After a detailed examination of the iris, the test subjects underwent a standardized personality test. The result: impulsive and neurotic people or those with great self-discipline have more frequent contraction rings (delicate arched sections or circles around the pupil).

The longitudinal furrows provided the best information about the character. They indicate a friendly, open nature and stand for properties such as warmth, empathy and trust. The denser the furrows, the more pronounced the properties.

Alpha animal? Your nose reveals that!

In 2013, the Journal of Craniofacial Surgery published a study that revolved around the nose. The result: people who are ambitious, self-confident and independent have big noses – the born alpha animals. Anyone with the tip of their nose supposedly focuses on financial matters. Few pronounced tips of the nose belong to people who should be warm and lovable personalities.
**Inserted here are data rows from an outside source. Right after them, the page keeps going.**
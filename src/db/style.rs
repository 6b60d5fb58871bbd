//! SQL dialect hooks.
//!
//! A [`SqlStyle`] knows how one database family spells bind placeholders,
//! literals and sequence access, and how to probe a connection.

use crate::db::connection::Connection;
use crate::error::{SqlError, SqlResult};
use crate::models::{DatabaseType, Row, Value};
use async_trait::async_trait;
use std::fmt::Write as _;
use std::sync::Arc;

/// Dialect-specific behavior of a SQL service.
#[async_trait]
pub trait SqlStyle: Send + Sync + std::fmt::Debug {
    fn name(&self) -> &'static str;

    /// Placeholder for the bind at `index` (1-based).
    fn placeholder(&self, _index: usize) -> String {
        "?".to_string()
    }

    /// Render a value as an inline SQL literal.
    fn literal(&self, value: &Value) -> String {
        default_literal(value)
    }

    /// Statement returning the next value of `sequence`, if the dialect has sequences.
    fn sequence_next_value_sql(&self, sequence: &str) -> Option<String>;

    /// Statement used to probe a connection.
    fn test_statement(&self) -> &'static str {
        "SELECT 1"
    }

    /// Probe a connection by running [`test_statement`](SqlStyle::test_statement).
    async fn test_connection(&self, conn: &Arc<dyn Connection>) -> SqlResult<()> {
        let statement = conn.prepare(self.test_statement()).await?;
        let mut sink = |_row: Row| -> SqlResult<()> { Ok(()) };
        let result = statement.query(&[], Some(1), &mut sink).await;
        let _ = statement.close().await;
        result.map(|_| ())
    }

    /// Called after the service committed its connection.
    fn commit(&self) {}

    /// Called after the service rolled back its connection.
    fn rollback(&self) {}
}

/// Quote a string literal, doubling embedded single quotes.
pub fn quote_string(s: &str) -> String {
    format!("'{}'", s.replace('\'', "''"))
}

fn hex(bytes: &[u8]) -> String {
    let mut out = String::with_capacity(bytes.len() * 2);
    for b in bytes {
        let _ = write!(out, "{:02X}", b);
    }
    out
}

#[derive(Debug, Default, Clone, Copy)]
pub struct OracleSqlStyle;

#[async_trait]
impl SqlStyle for OracleSqlStyle {
    fn name(&self) -> &'static str {
        "oracle"
    }

    fn literal(&self, value: &Value) -> String {
        match value {
            Value::Bool(v) => if *v { "1" } else { "0" }.to_string(),
            Value::Bytes(b) => format!("HEXTORAW('{}')", hex(b)),
            other => default_literal(other),
        }
    }

    fn sequence_next_value_sql(&self, sequence: &str) -> Option<String> {
        Some(format!("SELECT {}.NEXTVAL FROM DUAL", sequence))
    }

    fn test_statement(&self) -> &'static str {
        "SELECT 1 FROM DUAL"
    }
}

#[derive(Debug, Default, Clone, Copy)]
pub struct PostgreSqlStyle;

#[async_trait]
impl SqlStyle for PostgreSqlStyle {
    fn name(&self) -> &'static str {
        "postgresql"
    }

    fn placeholder(&self, index: usize) -> String {
        format!("${}", index)
    }

    fn literal(&self, value: &Value) -> String {
        match value {
            Value::Bytes(b) => format!("'\\x{}'::bytea", hex(b)),
            other => default_literal(other),
        }
    }

    fn sequence_next_value_sql(&self, sequence: &str) -> Option<String> {
        Some(format!("SELECT nextval({})", quote_string(sequence)))
    }
}

#[derive(Debug, Default, Clone, Copy)]
pub struct MySqlStyle;

#[async_trait]
impl SqlStyle for MySqlStyle {
    fn name(&self) -> &'static str {
        "mysql"
    }

    /// MariaDB sequence syntax.
    fn sequence_next_value_sql(&self, sequence: &str) -> Option<String> {
        Some(format!("SELECT NEXTVAL({})", sequence))
    }
}

#[derive(Debug, Default, Clone, Copy)]
pub struct SqliteStyle;

#[async_trait]
impl SqlStyle for SqliteStyle {
    fn name(&self) -> &'static str {
        "sqlite"
    }

    fn literal(&self, value: &Value) -> String {
        match value {
            Value::Bool(v) => if *v { "1" } else { "0" }.to_string(),
            other => default_literal(other),
        }
    }

    fn sequence_next_value_sql(&self, _sequence: &str) -> Option<String> {
        None
    }
}

/// ANSI literal rendering shared by the dialects.
pub fn default_literal(value: &Value) -> String {
    match value {
        Value::Null => "NULL".to_string(),
        Value::Bool(v) => if *v { "TRUE" } else { "FALSE" }.to_string(),
        Value::Int(v) => v.to_string(),
        Value::Float(v) => v.to_string(),
        Value::String(s) => quote_string(s),
        Value::Bytes(b) => format!("X'{}'", hex(b)),
    }
}

/// Pick the style for a service.
///
/// An explicit `name` wins; otherwise the style follows the database type of
/// the mapping URL. Without either the Oracle style is used.
pub fn style_for(name: Option<&str>, db_type: Option<DatabaseType>) -> SqlResult<Arc<dyn SqlStyle>> {
    if let Some(name) = name {
        return match name.trim().to_lowercase().as_str() {
            "oracle" => Ok(Arc::new(OracleSqlStyle)),
            "postgres" | "postgresql" => Ok(Arc::new(PostgreSqlStyle)),
            "mysql" | "mariadb" => Ok(Arc::new(MySqlStyle)),
            "sqlite" => Ok(Arc::new(SqliteStyle)),
            other => Err(SqlError::configuration(format!(
                "Unknown SQL style '{}'. Supported: oracle, postgresql, mysql, sqlite",
                other
            ))),
        };
    }
    Ok(match db_type {
        Some(DatabaseType::PostgreSQL) => Arc::new(PostgreSqlStyle),
        Some(DatabaseType::MySQL) => Arc::new(MySqlStyle),
        Some(DatabaseType::SQLite) => Arc::new(SqliteStyle),
        None => Arc::new(OracleSqlStyle),
    })
}
//! Web service message pipeline.
//!
//! - `context`: per-request state passed through the pipeline
//! - `handler`: handler chain contract and the transactional decorator
//! - `tube`: pipeline stages (validation, handlers, monitoring, addressing,
//!   must-understand, security)
//! - `assembler`: builds server and client pipelines

pub mod assembler;
pub mod context;
pub mod error;
pub mod handler;
pub mod tube;

pub use assembler::{Tubeline, TubelineAssembler, WebServiceDescriptor};
pub use context::{Credentials, Direction, MessageContext};
pub use error::WsError;
pub use handler::{
    Handler, PortTypeSessionFactoryRegistrationHandler, TransactionalHandler, TransactionalMarker,
};
pub use tube::{Endpoint, MessageTransport, MonitoringStats, Side, Tube};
Those with a long nose act intuitively, enjoy the hustle and bustle and like to make decisions.

Are the eyes light or dark?

Researchers at the University of Pittsburgh even found that women with blue eyes are more capable of suffering and the pain of childbirth better than women with dark eyes.

In addition, scientists have shown that people with light eyes can tolerate more alcohol than people with dark eyes, they are also more likely to drink a lot of alcohol. Dark-eyed people are said to be more responsive to certain drugs and aroused more quickly.